"...
Antes
que a história se repetisse, convenceram Garrincha a recolher todo o dinheiro
que tivesse em casa para aplicá-lo em ações sob a orientação de Zé
Luiz.
Garrincha topou. No dia combinado, acompanhado por dois funcionários do Banco
Nacional, foi a Pau Grande pegar o que achasse.
Encontraram
dinheiro em gavetas, fruteiras, enfiado em velhos exemplares de Mindinho
e Reis do Faroeste, debaixo de outros colchões e até caído por trás
do fogão. Havia cruzeiros, libras, francos, liras, pesetas, coroas suecas,
florins holandeses, moedas de toda a parte onde o Botafogo jogara nos últimos
anos, além de soles e bolivares que já tinham deixado de valer.

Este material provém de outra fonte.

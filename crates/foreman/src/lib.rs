//! Foreman — an autonomous agent harness.
//!
//! Drives an external AI coding agent through a tracker backlog on a
//! dedicated branch, with periodic human-auditable checkpoints, failure
//! policy with model escalation, redirect detection, and a reviewer
//! pipeline. The engine components live in the `orchestration` crate; this
//! crate owns the scheduler loop and the CLI.

pub mod cli;
pub mod commands;
pub mod scheduler;

pub use scheduler::{RunEnd, Scheduler};
//! Bridge to the ticket-tracker CLI binary.
//!
//! The tracker is a binary-only tool, so we shell out. The binary name is
//! read from the `FOREMAN_TRACKER_BIN` env var, defaulting to `"bd"`.
//! Identifier arguments are validated against shell metacharacters and
//! free text is capped before it reaches a command line.

use super::types::{
    Dependency, DependencyKind, Issue, IssueStatus, IssueType, NewIssue, Priority,
};
use super::{AdapterError, AdapterResult, IssueStore};
use crate::shell_safety::{truncate_text, validate_arg};
use chrono::{DateTime, Utc};
use serde::Deserialize;
use std::collections::{BTreeMap, BTreeSet};
use std::path::PathBuf;
use std::process::Command;

/// An issue as returned by `<tracker> list --json`.
#[derive(Debug, Clone, Deserialize)]
struct TrackerIssue {
    id: String,
    title: String,
    #[serde(default)]
    description: String,
    status: String,
    #[serde(default)]
    priority: Option<u8>,
    #[serde(rename = "type", default)]
    issue_type: Option<String>,
    #[serde(default)]
    labels: Vec<String>,
    #[serde(default)]
    created_at: Option<DateTime<Utc>>,
    #[serde(default)]
    updated_at: Option<DateTime<Utc>>,
    #[serde(default)]
    closed_at: Option<DateTime<Utc>>,
    #[serde(default)]
    metadata: BTreeMap<String, String>,
    #[serde(default)]
    dependencies: Vec<TrackerDependency>,
}

#[derive(Debug, Clone, Deserialize)]
struct TrackerDependency {
    depends_on: String,
    #[serde(rename = "type", default)]
    kind: Option<String>,
}

fn parse_issue_type(raw: Option<&str>) -> IssueType {
    match raw.map(|s| s.to_ascii_lowercase()) {
        Some(ref s) if s == "bug" => IssueType::Bug,
        Some(ref s) if s == "feature" => IssueType::Feature,
        Some(ref s) if s == "epic" => IssueType::Epic,
        Some(ref s) if s == "chore" => IssueType::Chore,
        _ => IssueType::Task,
    }
}

fn parse_dependency_kind(raw: Option<&str>) -> DependencyKind {
    match raw.map(|s| s.to_ascii_lowercase()) {
        Some(ref s) if s == "parent-child" => DependencyKind::ParentChild,
        Some(ref s) if s == "related" => DependencyKind::Related,
        Some(ref s) if s == "discovered-from" => DependencyKind::DiscoveredFrom,
        _ => DependencyKind::Blocks,
    }
}

impl TrackerIssue {
    fn into_issue(self) -> AdapterResult<Issue> {
        let status: IssueStatus = self
            .status
            .parse()
            .map_err(AdapterError::permanent)?;
        let now = Utc::now();
        Ok(Issue {
            id: self.id,
            title: self.title,
            description: self.description,
            status,
            priority: self.priority.map(Priority::new).unwrap_or_default(),
            issue_type: parse_issue_type(self.issue_type.as_deref()),
            labels: self.labels.into_iter().collect::<BTreeSet<_>>(),
            created_at: self.created_at.unwrap_or(now),
            updated_at: self.updated_at.unwrap_or(now),
            closed_at: self.closed_at,
            metadata: self.metadata,
            dependencies: self
                .dependencies
                .into_iter()
                .map(|d| Dependency {
                    depends_on: d.depends_on,
                    kind: parse_dependency_kind(d.kind.as_deref()),
                })
                .collect(),
        })
    }
}

/// Issue store backed by the tracker CLI.
pub struct TrackerCli {
    bin: String,
    /// Working directory for tracker invocations (the repo root).
    cwd: Option<PathBuf>,
}

impl Default for TrackerCli {
    fn default() -> Self {
        Self::new()
    }
}

impl TrackerCli {
    pub fn new() -> Self {
        Self {
            bin: std::env::var("FOREMAN_TRACKER_BIN").unwrap_or_else(|_| "bd".into()),
            cwd: None,
        }
    }

    pub fn with_cwd(mut self, cwd: impl Into<PathBuf>) -> Self {
        self.cwd = Some(cwd.into());
        self
    }

    /// Run the tracker binary and return trimmed stdout.
    fn run(&self, args: &[String]) -> AdapterResult<String> {
        let mut cmd = Command::new(&self.bin);
        cmd.args(args);
        if let Some(cwd) = &self.cwd {
            cmd.current_dir(cwd);
        }
        let output = cmd.output().map_err(|e| {
            AdapterError::permanent(format!("failed to run `{}`: {e}", self.bin))
        })?;

        if !output.status.success() {
            let stderr = String::from_utf8_lossy(&output.stderr);
            return Err(classify_cli_failure(&self.bin, args, &stderr));
        }

        Ok(String::from_utf8_lossy(&output.stdout).trim().to_string())
    }

    fn checked_id<'a>(&self, id: &'a str) -> AdapterResult<&'a str> {
        validate_arg(id)
            .map_err(|e| AdapterError::permanent(format!("bad issue id {id:?}: {e}")))?;
        Ok(id)
    }
}

/// Map a tracker CLI failure onto the adapter taxonomy by stderr heuristics.
fn classify_cli_failure(bin: &str, args: &[String], stderr: &str) -> AdapterError {
    let lower = stderr.to_lowercase();
    let message = format!(
        "`{bin} {}` failed: {}",
        args.first().map(String::as_str).unwrap_or(""),
        truncate_text(stderr.trim())
    );
    if lower.contains("not found") || lower.contains("no such issue") {
        AdapterError::not_found(message)
    } else if lower.contains("lock")
        || lower.contains("timeout")
        || lower.contains("timed out")
        || lower.contains("busy")
        || lower.contains("connection")
        || lower.contains("temporarily")
    {
        AdapterError::transient(message)
    } else {
        AdapterError::permanent(message)
    }
}

impl IssueStore for TrackerCli {
    fn list_all(&self) -> AdapterResult<Vec<Issue>> {
        let stdout = self.run(&[
            "list".to_string(),
            "--all".to_string(),
            "--json".to_string(),
        ])?;
        if stdout.is_empty() {
            return Ok(Vec::new());
        }
        let raw: Vec<TrackerIssue> = serde_json::from_str(&stdout).map_err(|e| {
            AdapterError::permanent(format!("failed to parse `{} list` output: {e}", self.bin))
        })?;
        raw.into_iter().map(TrackerIssue::into_issue).collect()
    }

    fn create(&self, new: NewIssue) -> AdapterResult<String> {
        if new.description.trim().is_empty() {
            return Err(AdapterError::permanent(
                "tracker rejects an empty description",
            ));
        }
        let title: String = new
            .title
            .chars()
            .map(|c| if c.is_control() { ' ' } else { c })
            .collect();
        let mut args = vec![
            "create".to_string(),
            format!("--title={title}"),
            format!("--type={}", new.issue_type.unwrap_or(IssueType::Task)),
            format!("--priority={}", new.priority.unwrap_or_default().level()),
            format!("--description={}", truncate_text(&new.description)),
        ];
        for label in &new.labels {
            validate_arg(label)
                .map_err(|e| AdapterError::permanent(format!("bad label {label:?}: {e}")))?;
            args.push(format!("--label={label}"));
        }
        let stdout = self.run(&args)?;
        // The tracker prints the new id on the first line.
        let id = stdout
            .lines()
            .next()
            .unwrap_or("")
            .trim()
            .to_string();
        if id.is_empty() {
            return Err(AdapterError::permanent(format!(
                "`{} create` returned no id",
                self.bin
            )));
        }
        Ok(id)
    }

    fn update_status(&self, id: &str, status: IssueStatus) -> AdapterResult<()> {
        let id = self.checked_id(id)?;
        self.run(&[
            "update".to_string(),
            id.to_string(),
            format!("--status={status}"),
        ])?;
        Ok(())
    }

    fn update_priority(&self, id: &str, priority: Priority) -> AdapterResult<()> {
        let id = self.checked_id(id)?;
        self.run(&[
            "update".to_string(),
            id.to_string(),
            format!("--priority={}", priority.level()),
        ])?;
        Ok(())
    }

    fn add_dependency(&self, from: &str, to: &str, kind: DependencyKind) -> AdapterResult<()> {
        let from = self.checked_id(from)?;
        let to = self.checked_id(to)?;
        let kind = serde_json::to_value(kind)
            .ok()
            .and_then(|v| v.as_str().map(|s| s.to_string()))
            .unwrap_or_else(|| "blocks".to_string());
        self.run(&[
            "dep".to_string(),
            "add".to_string(),
            from.to_string(),
            to.to_string(),
            format!("--type={kind}"),
        ])?;
        Ok(())
    }

    fn add_label(&self, id: &str, label: &str) -> AdapterResult<()> {
        let id = self.checked_id(id)?;
        validate_arg(label)
            .map_err(|e| AdapterError::permanent(format!("bad label {label:?}: {e}")))?;
        self.run(&[
            "label".to_string(),
            "add".to_string(),
            id.to_string(),
            label.to_string(),
        ])?;
        Ok(())
    }

    fn remove_label(&self, id: &str, label: &str) -> AdapterResult<()> {
        let id = self.checked_id(id)?;
        validate_arg(label)
            .map_err(|e| AdapterError::permanent(format!("bad label {label:?}: {e}")))?;
        self.run(&[
            "label".to_string(),
            "remove".to_string(),
            id.to_string(),
            label.to_string(),
        ])?;
        Ok(())
    }

    fn annotate(&self, id: &str, markdown: &str) -> AdapterResult<()> {
        let id = self.checked_id(id)?;
        self.run(&[
            "comment".to_string(),
            "add".to_string(),
            id.to_string(),
            format!("--text={}", truncate_text(markdown)),
        ])?;
        Ok(())
    }
}
//! Engine components for the foreman agent harness.
//!
//! This crate holds everything below the scheduler loop:
//! - issue store adapters (tracker CLI, JSONL fallback, in-memory)
//! - resilience primitives (circuit breaker, saga)
//! - the agent session runner and outcome classification
//! - context discovery for priming prompts
//! - failure tracking with model escalation
//! - the checkpoint engine and confidence scoring
//! - redirect detection over issue-store snapshots
//! - the reviewer pipeline
//! - baseline quality gates
//! - run state, spec parsing, configuration, model routing, git plumbing
//!
//! The `foreman` binary wires these into the top-level orchestration loop.

pub mod breaker;
pub mod checkpoint;
pub mod config;
pub mod context;
pub mod error;
pub mod failure;
pub mod gates;
pub mod git;
pub mod plan;
pub mod redirect;
pub mod review;
pub mod routing;
pub mod runner;
pub mod runstate;
pub mod saga;
pub mod shell_safety;
pub mod specfile;
pub mod startup;
pub mod store;

// Re-export the types the scheduler and CLI touch constantly.
pub use breaker::{BreakerConfig, BreakerError, CircuitBreaker, CircuitBreakerRegistry, CircuitState};
pub use checkpoint::{
    load_latest_checkpoint, persist_checkpoint, AgentStatus, Checkpoint, CheckpointEngine,
    CheckpointPolicy, CheckpointTrigger, ResumeInfo, SwarmAgentState, SwarmProgress,
};
pub use config::{AgentConfig, GatesConfig, HarnessConfig, ReviewersConfig, SwarmConfig};
pub use context::{ContextBuilder, ContextInputs};
pub use error::{HarnessError, HarnessResult};
pub use failure::{
    escalation_note, FailureAction, FailureDecision, FailurePolicy, FailureRecord,
    FailureTracker,
};
pub use gates::{
    create_blockers, has_open_blockers, BaselineGates, GateHealth, GateOutcome,
    GateRunReport, GateSpec,
};
pub use git::GitWorkspace;
pub use plan::{independent_set, pending_work};
pub use redirect::{Redirect, RedirectDetector, RedirectKind};
pub use review::{
    ReviewAggregation, ReviewOutcome, ReviewPolicy, ReviewRequest, ReviewerKind,
    ReviewerPipeline, ReviewerSpec, Severity,
};
pub use routing::{
    select_model_for_task, select_with_strategy, ExperimentLog, ModelNames, ModelTier,
    RoutingConfig, RoutingExperiment,
};
pub use runner::{
    AgentCommand, AgentSession, SessionOutcome, SessionRequest, SessionResult, SessionRunner,
};
pub use runstate::{RunState, RunStatus};
pub use saga::{Saga, SagaContext, SagaStatus, SagaStep, StepOptions};
pub use specfile::ProjectSpec;
pub use startup::{
    find_run_epic, initialize_run, resume_run, InitOptions, InitializedRun, ResumeReport,
};
pub use store::{
    run_label, AdapterError, AdapterErrorKind, Issue, IssueStatus, IssueStore, IssueType,
    JsonlStore, MemoryStore, NewIssue, Priority, TrackerCli,
};
#[async_trait]
impl SagaStep for CreateBranchStep {
    fn name(&self) -> &str {
        "create-branch"
    }

    fn options(&self) -> StepOptions {
        StepOptions {
            retries: 1,
            ..StepOptions::default()
        }
    }

    async fn execute(&self, _ctx: &SagaContext) -> Result<Value, String> {
        if !self.create {
            return Ok(json!({ "branch": run_branch_name(&self.title), "created": false }));
        }
        let previous = self.git.current_branch().map_err(|e| e.to_string())?;
        let branch = self
            .git
            .create_run_branch(&self.title)
            .map_err(|e| e.to_string())?;
        Ok(json!({ "branch": branch, "previous": previous, "created": true }))
    }

    fn compensates(&self) -> bool {
        true
    }

    async fn compensate(&self, _ctx: &SagaContext, result: &Value) -> Result<(), String> {
        if result["created"] != json!(true) {
            return Ok(());
        }
        let branch = result["branch"].as_str().unwrap_or_default();
        let previous = result["previous"].as_str().unwrap_or("main");
        self.git.checkout(previous).map_err(|e| e.to_string())?;
        self.git.delete_branch(branch).map_err(|e| e.to_string())?;
        Ok(())
    }
}

struct CreateEpicStep {
    store: Arc<dyn IssueStore>,
    spec: Arc<ProjectSpec>,
}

Havia também
inúmeros cheques jamais descontados e muitos, muitos maços de notas de dólar.
Garrincha
meteu todo esse dinheiro numa caixa de sapatos, amarro-a com barbante e foi com
os funcionários levá-lo ao banco na avenida Rio Branco com a rua do Ouvidor,
onde ficava Zé Luiz. Ao adentrar o recinto parou o expediente –
caixas, balconistas e clientes ficaram extáticos ao vê-lo ao vivo. E ninguém
sabia o que ele trazia na caixa de sapatos.
Sua
saudação ao ser apresentado a Zé Luiz foi a mais Garrincha possível:
“Olha
aí, gente fina. Erva viva!”
Zé
Luiz tinha trinta anos. Era sobrinho do governador mineiro Magalhães Pinto
e o mais jovem banqueiro brasileiro. Era também o banqueiro mais popular entre
os jornalistas, cineastas, teatrólogos e outros profissionais cronicamente
duros, a quem emprestava dinheiro com um sorriso nos lábios. Nelson Rodrigues,
Otto Lara Resende e muitos outros eram seus amigos pessoais. Mas sua carreira de
banqueiro do futebol brasileiro estava apenas começando – e ele nem ao menos
era Botafogo. Era América.
Feitas
as contas e conversões, descobriu-se que, entre salários, bichos, prêmios,
doações, cachês e outro dinheiros intocados, Garrincha tinha perto de 20 mil
dólares – cerca de 200 mil dólares de 1995.